**What is being asked**:
Provide only the number of lines below in which the string "views" occurs.

**Dataset entries**:
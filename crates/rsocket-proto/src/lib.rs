//! # RSocket Protocol
//!
//! Frame wire format for RSocket: the 6-byte frame header, the shared
//! optional-metadata payload convention, typed views over every frame type,
//! outbound frame builders and the length-prefixed transport codec.

#![warn(missing_docs)]

/// Frame header, frame types and flags
pub mod header;

/// Optional-metadata payload convention
pub mod payload;

/// Decoded frames and per-type views
pub mod frame;

/// Outbound frames
pub mod writeable;

/// Scratch-buffer pool
pub mod pool;

/// Frame codec for async streams
pub mod codec;

/// Error types for protocol operations
pub mod error;

pub use codec::{FrameCodec, FRAME_LENGTH_PREFIX, MAX_FRAME_SIZE};
pub use error::{ProtocolError, Result};
pub use frame::{
    CancelFrame, ErrorCode, ErrorFrame, ExtFrame, FireAndForgetFrame, Frame, FrameView,
    KeepaliveFrame, LeaseFrame, MetadataPushFrame, PayloadFrame, RequestChannelFrame,
    RequestNFrame, RequestResponseFrame, RequestStreamFrame, ResumeFrame, ResumeOkFrame,
    SetupFrame, SetupParams, TypedFrame, Version,
};
pub use header::{
    FrameFlags, FrameHeader, FrameType, CONNECTION_STREAM_ID, HEADER_LEN, MAX_STREAM_ID,
};
pub use payload::PayloadRegion;
pub use pool::{BufferPool, PoolConfig, PoolStats, PooledBuf};
pub use writeable::{WriteReport, WriteableFrame};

**Task solution**:
2